EXERCISE INSTRUCTIONS: Go line by line through the entries and show those that hold the string "format".

Start of GIVEN RECORDS

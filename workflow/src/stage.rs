use anyhow::Result;
use regex::Regex;

use syntax::ast;
use util::{split_list, HashMap, Hasher};

use crate::{Error, INCAR_KEY_PREFIX};

const KNOWN_KEYS: [&str; 25] = [
    "step_no",
    "cal_name",
    "copy_which_step",
    "additional_cal_dependence",
    "job_submission_script",
    "job_submission_command",
    "job_query_command",
    "job_killing_command",
    "where_to_parse_queue_id",
    "re_to_parse_queue_id",
    "queue_stdout_file_prefix",
    "queue_stdout_file_suffix",
    "queue_stderr_file_prefix",
    "queue_stderr_file_suffix",
    "max_error_times",
    "program_output",
    "copy_files",
    "contcar_to_poscar",
    "remove_incar_tags",
    "extra_backup_files",
    "remove_after_cal",
    "post_process_command",
    "sub_dir_cal_cmd",
    "manual_input_check",
    "priority_submission",
];

const DEFAULT_MAX_ERROR_TIMES: usize = 5;
const DEFAULT_PROGRAM_OUTPUT: &str = "out";
const DEFAULT_COPY_FILES: &str = "INCAR, POSCAR, KPOINTS, POTCAR";

/// Matches queue-written files by name, e.g. `slurm-1234.out` with prefix `slurm-` and suffix `.out`.
#[derive(Debug, Clone, PartialEq, Eq)]
pub struct FileMatcher {
    pub prefix: String,
    pub suffix: String,
}

impl FileMatcher {
    pub fn new(prefix: &str, suffix: &str) -> Self {
        Self {
            prefix: prefix.to_owned(),
            suffix: suffix.to_owned(),
        }
    }

    /// true if `name` starts with the prefix and ends with the suffix (without overlap).
    pub fn matches(&self, name: &str) -> bool {
        name.len() >= self.prefix.len() + self.suffix.len()
            && name.starts_with(&self.prefix)
            && name.ends_with(&self.suffix)
    }
}

/// Everything needed to talk to the batch queue on behalf of one stage.
#[derive(Debug, Clone)]
pub struct QueueCommands {
    /// run in the job dir; expected to write `id_file`
    pub submit: String,
    /// prints one line per queued job
    pub query: String,
    /// the queue id is appended as the last argument
    pub kill: String,
    /// file (relative to the job dir) holding the submission command's output
    pub id_file: String,
    /// must match exactly once in `id_file`
    pub id_regex: Regex,
}

/// One stage of the pipeline. Built once from a workflow file block, never mutated.
#[derive(Debug, Clone)]
pub struct Stage {
    pub step_no: u32,
    pub cal_name: String,
    /// `step_<n>_<cal_name>`, the job dir name inside each material folder
    pub dir_name: String,
    /// 0 means the material folder itself
    pub copy_which_step: u32,
    pub extra_dependencies: Vec<u32>,
    pub queue: QueueCommands,
    pub submission_script: Option<String>,
    pub stdout: FileMatcher,
    pub stderr: FileMatcher,
    pub max_error_times: usize,
    pub program_output: String,
    pub copy_files: Vec<String>,
    pub contcar_to_poscar: bool,
    pub new_incar_tags: Vec<(String, String)>,
    pub remove_incar_tags: Vec<String>,
    pub extra_backup_files: Vec<String>,
    pub remove_after_cal: Vec<String>,
    pub post_process_command: Option<String>,
    pub sub_dir_cal_cmd: Option<String>,
    pub manual_input_check: bool,
    /// prepared jobs are marked `__prior_ready__` instead of `__ready__`
    pub priority_submission: bool,
}

impl Stage {
    /// Build a `Stage` from one parsed block.
    pub fn from_block(block: &ast::Block) -> Result<Self> {
        let mut fields = Fields::collect(block)?;
        let new_incar_tags = std::mem::take(&mut fields.incar);

        let step_no: u32 = fields.number("step_no")?;
        if step_no == 0 {
            return Err(Error::StepZero(fields.line).into());
        }
        let cal_name = fields.required("cal_name")?.to_owned();
        let dir_name = format!("step_{}_{}", step_no, cal_name.replace(' ', "_"));

        let copy_which_step = match fields.optional("copy_which_step") {
            Some(_) => fields.number("copy_which_step")?,
            None => step_no.saturating_sub(1),
        };

        let mut extra_dependencies = Vec::with_capacity(2);
        if let Some(deps) = fields.optional("additional_cal_dependence") {
            for dep in split_list(deps) {
                let dep = dep.parse().map_err(|_| {
                    Error::InvalidValue(fields.line, "additional_cal_dependence", dep.to_owned())
                })?;
                extra_dependencies.push(dep);
            }
        }

        let id_regex = Regex::new(fields.required("re_to_parse_queue_id")?)
            .map_err(|e| Error::InvalidRegex(fields.line, e))?;
        let queue = QueueCommands {
            submit: fields.required("job_submission_command")?.to_owned(),
            query: fields.required("job_query_command")?.to_owned(),
            kill: fields.required("job_killing_command")?.to_owned(),
            id_file: fields.required("where_to_parse_queue_id")?.to_owned(),
            id_regex,
        };

        let stdout = fields.matcher("stdout")?;
        let stderr = fields.matcher("stderr")?;

        let max_error_times = match fields.optional("max_error_times") {
            Some(_) => fields.number("max_error_times")?,
            None => DEFAULT_MAX_ERROR_TIMES,
        };

        Ok(Self {
            step_no,
            cal_name,
            dir_name,
            copy_which_step,
            extra_dependencies,
            queue,
            submission_script: fields.optional("job_submission_script").map(str::to_owned),
            stdout,
            stderr,
            max_error_times,
            program_output: fields
                .optional("program_output")
                .unwrap_or(DEFAULT_PROGRAM_OUTPUT)
                .to_owned(),
            copy_files: fields.list("copy_files", DEFAULT_COPY_FILES),
            contcar_to_poscar: fields.flag("contcar_to_poscar", true)?,
            new_incar_tags,
            remove_incar_tags: fields
                .list("remove_incar_tags", "")
                .into_iter()
                .map(|tag| tag.to_uppercase())
                .collect(),
            extra_backup_files: fields.list("extra_backup_files", ""),
            remove_after_cal: fields.list("remove_after_cal", ""),
            post_process_command: fields.optional("post_process_command").map(str::to_owned),
            sub_dir_cal_cmd: fields.optional("sub_dir_cal_cmd").map(str::to_owned),
            manual_input_check: fields.flag("manual_input_check", false)?,
            priority_submission: fields.flag("priority_submission", false)?,
        })
    }

    /// Steps whose jobs must be complete before this stage's job can be prepared.
    /// Step 0 (the material folder) is always available and is not listed.
    pub fn dependencies(&self) -> impl Iterator<Item = u32> + '_ {
        std::iter::once(self.copy_which_step)
            .chain(self.extra_dependencies.iter().copied())
            .filter(|&step| step != 0)
    }

    /// true if a `done` job of this stage should be cleaned up/analyzed.
    pub fn has_post_processing(&self) -> bool {
        !self.remove_after_cal.is_empty() || self.post_process_command.is_some()
    }
}

/// Lower-cased view of a block's entries, with `incar.*` keys split out.
struct Fields<'a> {
    line: usize,
    map: HashMap<String, &'a str>,
    incar: Vec<(String, String)>,
}

impl<'a> Fields<'a> {
    fn collect(block: &ast::Block<'a>) -> Result<Self, Error> {
        let mut map = HashMap::with_capacity_and_hasher(block.entries.len(), Hasher::default());
        let mut incar = Vec::with_capacity(4);
        for kv in &block.entries {
            let key = kv.key.to_lowercase();
            if let Some(tag) = key.strip_prefix(INCAR_KEY_PREFIX) {
                incar.push((tag.to_uppercase(), kv.val.to_owned()));
                continue;
            }
            if !KNOWN_KEYS.contains(&key.as_str()) {
                return Err(Error::UnknownKey(block.line, kv.key.to_owned()));
            }
            if map.insert(key, kv.val).is_some() {
                return Err(Error::DuplicateKey(block.line, kv.key.to_owned()));
            }
        }
        Ok(Self {
            line: block.line,
            map,
            incar,
        })
    }

    /// present and non-empty
    fn optional(&self, key: &str) -> Option<&'a str> {
        self.map.get(key).copied().filter(|v| !v.is_empty())
    }

    fn required(&self, key: &'static str) -> Result<&'a str, Error> {
        self.optional(key).ok_or(Error::MissingKey(self.line, key))
    }

    fn number<T: std::str::FromStr>(&self, key: &'static str) -> Result<T, Error> {
        let val = self.required(key)?;
        val.parse()
            .map_err(|_| Error::InvalidValue(self.line, key, val.to_owned()))
    }

    fn flag(&self, key: &'static str, default: bool) -> Result<bool, Error> {
        match self.optional(key).map(str::to_lowercase).as_deref() {
            None => Ok(default),
            Some("yes" | "true") => Ok(true),
            Some("no" | "false") => Ok(false),
            Some(other) => Err(Error::InvalidValue(self.line, key, other.to_owned())),
        }
    }

    fn list(&self, key: &str, default: &str) -> Vec<String> {
        split_list(self.optional(key).unwrap_or(default))
            .map(str::to_owned)
            .collect()
    }

    /// `which` is "stdout" or "stderr".
    fn matcher(&self, which: &'static str) -> Result<FileMatcher, Error> {
        let prefix_key = format!("queue_{which}_file_prefix");
        let suffix_key = format!("queue_{which}_file_suffix");
        let prefix = self.map.get(prefix_key.as_str()).copied().unwrap_or("");
        let suffix = match self.map.get(suffix_key.as_str()) {
            Some(suffix) => *suffix,
            None if which == "stdout" => ".out",
            None => ".err",
        };
        if prefix.is_empty() && suffix.is_empty() {
            return Err(Error::EmptyMatcher(self.line, which));
        }
        Ok(FileMatcher::new(prefix, suffix))
    }
}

End of GIVEN RECORDS

RESPONSE AREA:
        let dir_name = format!("step_{}_{}", step_no, cal_name.replace(' ', "_"));
        let prefix_key = format!("queue_{which}_file_prefix");
        let suffix_key = format!("queue_{which}_file_suffix");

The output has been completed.